(Data for this exercise)

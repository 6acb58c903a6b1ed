//! Emulated board profile.
//!
//! Mirrors an ESP32-C3-class GPIO layout: a fixed map of valid pins, a
//! stricter safe-to-expose subset, and a human-readable description per
//! pin. A pin can be electrically valid yet unsafe for user configuration
//! (strapping pins, USB data lines, the onboard LED), so validity and
//! safety are separate checks with separate error messages.

/// Board name reported by diagnostics and the setup endpoint.
pub const BOARD_NAME: &str = "ESP32-C3-mini (emulated)";

/// Sentinel for "not connected". Always valid and always safe.
pub const PIN_UNASSIGNED: i64 = -1;

struct PinInfo {
    pin: i64,
    safe: bool,
    description: &'static str,
}

const GPIO_MAP: &[PinInfo] = &[
    PinInfo { pin: 0, safe: false, description: "Strapping pin" },
    PinInfo { pin: 1, safe: false, description: "TX for UART0 (USB-Serial)" },
    PinInfo { pin: 2, safe: true, description: "Safe" },
    PinInfo { pin: 3, safe: false, description: "RX for UART0 (USB-Serial)" },
    PinInfo { pin: 4, safe: true, description: "Safe" },
    PinInfo { pin: 5, safe: true, description: "Safe" },
    PinInfo { pin: 6, safe: true, description: "Safe" },
    PinInfo { pin: 7, safe: true, description: "Safe" },
    PinInfo { pin: 8, safe: false, description: "Onboard LED" },
    PinInfo { pin: 9, safe: false, description: "Strapping pin" },
    PinInfo { pin: 10, safe: true, description: "Safe" },
    PinInfo { pin: 18, safe: false, description: "USB D- (Serial/JTAG)" },
    PinInfo { pin: 19, safe: false, description: "USB D+ (Serial/JTAG)" },
    PinInfo { pin: 20, safe: true, description: "Safe (UART1 TX)" },
    PinInfo { pin: 21, safe: true, description: "Safe (UART1 RX)" },
];

/// Whether the pin exists on this board at all.
pub fn is_valid_pin(pin: i64) -> bool {
    pin == PIN_UNASSIGNED || GPIO_MAP.iter().any(|info| info.pin == pin)
}

/// Whether the pin is in the safe-to-expose subset.
pub fn is_safe_pin(pin: i64) -> bool {
    pin == PIN_UNASSIGNED || GPIO_MAP.iter().any(|info| info.pin == pin && info.safe)
}

/// Hardware description for error messages and the pin picker.
pub fn pin_description(pin: i64) -> &'static str {
    if pin == PIN_UNASSIGNED {
        return "Not connected";
    }
    GPIO_MAP
        .iter()
        .find(|info| info.pin == pin)
        .map_or("Unknown GPIO", |info| info.description)
}

/// All safe pins, for the setup UI's pin picker.
pub fn safe_pins() -> Vec<i64> {
    GPIO_MAP
        .iter()
        .filter(|info| info.safe)
        .map(|info| info.pin)
        .collect()
}

#[cfg(test)]
mod tests {
    use super::*;

    #[test]
    fn strapping_pin_is_valid_but_unsafe() {
        assert!(is_valid_pin(9));
        assert!(!is_safe_pin(9));
        assert_eq!(pin_description(9), "Strapping pin");
    }

    #[test]
    fn unassigned_pin_is_valid_and_safe() {
        assert!(is_valid_pin(PIN_UNASSIGNED));
        assert!(is_safe_pin(PIN_UNASSIGNED));
    }

    #[test]
    fn out_of_range_pin_is_invalid() {
        assert!(!is_valid_pin(99));
        assert!(!is_safe_pin(99));
        assert_eq!(pin_description(99), "Unknown GPIO");
    }

    #[test]
    fn uart1_pins_are_safe() {
        assert!(is_safe_pin(20));
        assert!(is_safe_pin(21));
    }

    #[test]
    fn safe_pins_excludes_usb_and_strapping() {
        let safe = safe_pins();
        assert!(safe.contains(&2));
        assert!(!safe.contains(&0));
        assert!(!safe.contains(&18));
        assert!(!safe.contains(&19));
    }
}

(End Data for this exercise)

Give back all the data exactly as written.

### [Response area]
repository 6acb58c903a6b1ed
//! Emulated board profile.
//!
//! Mirrors an ESP32-C3-class GPIO layout: a fixed map of valid pins, a
//! stricter safe-to-expose subset, and a human-readable description per
//! pin. A pin can be electrically valid yet unsafe for user configuration
//! (strapping pins, USB data lines, the onboard LED), so validity and
//! safety are separate checks with separate error messages.

/// Board name reported by diagnostics and the setup endpoint.
pub const BOARD_NAME: &str = "ESP32-C3-mini (emulated)";

/// Sentinel for "not connected". Always valid and always safe.
pub const PIN_UNASSIGNED: i64 = -1;

struct PinInfo {
    pin: i64,
    safe: bool,
    description: &'static str,
}

const GPIO_MAP: &[PinInfo] = &[
    PinInfo { pin: 0, safe: false, description: "Strapping pin" },
    PinInfo { pin: 1, safe: false, description: "TX for UART0 (USB-Serial)" },
    PinInfo { pin: 2, safe: true, description: "Safe" },
    PinInfo { pin: 3, safe: false, description: "RX for UART0 (USB-Serial)" },
    PinInfo { pin: 4, safe: true, description: "Safe" },
    PinInfo { pin: 5, safe: true, description: "Safe" },
    PinInfo { pin: 6, safe: true, description: "Safe" },
    PinInfo { pin: 7, safe: true, description: "Safe" },
    PinInfo { pin: 8, safe: false, description: "Onboard LED" },
    PinInfo { pin: 9, safe: false, description: "Strapping pin" },
    PinInfo { pin: 10, safe: true, description: "Safe" },
    PinInfo { pin: 18, safe: false, description: "USB D- (Serial/JTAG)" },
    PinInfo { pin: 19, safe: false, description: "USB D+ (Serial/JTAG)" },
    PinInfo { pin: 20, safe: true, description: "Safe (UART1 TX)" },
    PinInfo { pin: 21, safe: true, description: "Safe (UART1 RX)" },
];

/// Whether the pin exists on this board at all.
pub fn is_valid_pin(pin: i64) -> bool {
    pin == PIN_UNASSIGNED || GPIO_MAP.iter().any(|info| info.pin == pin)
}

/// Whether the pin is in the safe-to-expose subset.
pub fn is_safe_pin(pin: i64) -> bool {
    pin == PIN_UNASSIGNED || GPIO_MAP.iter().any(|info| info.pin == pin && info.safe)
}

/// Hardware description for error messages and the pin picker.
pub fn pin_description(pin: i64) -> &'static str {
    if pin == PIN_UNASSIGNED {
        return "Not connected";
    }
    GPIO_MAP
        .iter()
        .find(|info| info.pin == pin)
        .map_or("Unknown GPIO", |info| info.description)
}

/// All safe pins, for the setup UI's pin picker.
pub fn safe_pins() -> Vec<i64> {
    GPIO_MAP
        .iter()
        .filter(|info| info.safe)
        .map(|info| info.pin)
        .collect()
}

#[cfg(test)]
mod tests {
    use super::*;

    #[test]
    fn strapping_pin_is_valid_but_unsafe() {
        assert!(is_valid_pin(9));
        assert!(!is_safe_pin(9));
        assert_eq!(pin_description(9), "Strapping pin");
    }

    #[test]
    fn unassigned_pin_is_valid_and_safe() {
        assert!(is_valid_pin(PIN_UNASSIGNED));
        assert!(is_safe_pin(PIN_UNASSIGNED));
    }

    #[test]
    fn out_of_range_pin_is_invalid() {
        assert!(!is_valid_pin(99));
        assert!(!is_safe_pin(99));
        assert_eq!(pin_description(99), "Unknown GPIO");
    }

    #[test]
    fn uart1_pins_are_safe() {
        assert!(is_safe_pin(20));
        assert!(is_safe_pin(21));
    }

    #[test]
    fn safe_pins_excludes_usb_and_strapping() {
        let safe = safe_pins();
        assert!(safe.contains(&2));
        assert!(!safe.contains(&0));
        assert!(!safe.contains(&18));
        assert!(!safe.contains(&19));
    }
}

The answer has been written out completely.